What you are asked to do: Which of the lines in the records below hold the string "error"? Copy every one of them.

◇ ◇ ◇ ◇ ◇ ◇ ◇

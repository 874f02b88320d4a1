//! Segment-based FFmpeg transcoding for vidpipe.
//!
//! This crate provides:
//! - Type-safe FFmpeg command building with captured diagnostics
//! - Per-job scratch workspaces that clean up after themselves
//! - The split / transcode / concat pipeline behind a `Transcoder` seam

pub mod command;
pub mod error;
pub mod fs_utils;
pub mod pipeline;
pub mod probe;
pub mod profile;
pub mod segments;
pub mod transcoder;
pub mod workspace;

pub use command::{check_ffmpeg, check_ffprobe, FfmpegCommand, FfmpegRunner};
pub use error::{MediaError, MediaResult};
pub use fs_utils::{ensure_writable_dir, move_file};
pub use pipeline::{PipelineOutput, PipelineStage, StageObserver, TranscodePipeline};
pub use probe::{probe_video, VideoInfo};
pub use profile::{EncodingProfile, PipelineConfig};
pub use segments::{Segment, SegmentSet};
pub use transcoder::{FfmpegTranscoder, Transcoder};
pub use workspace::{remove_file_best_effort, CleanupReport, ProcessingWorkspace, WorkspaceGuard};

◇ ◇ ◇ ◇ ◇ ◇ ◇

Written solution:
pub mod error;
pub use error::{MediaError, MediaResult};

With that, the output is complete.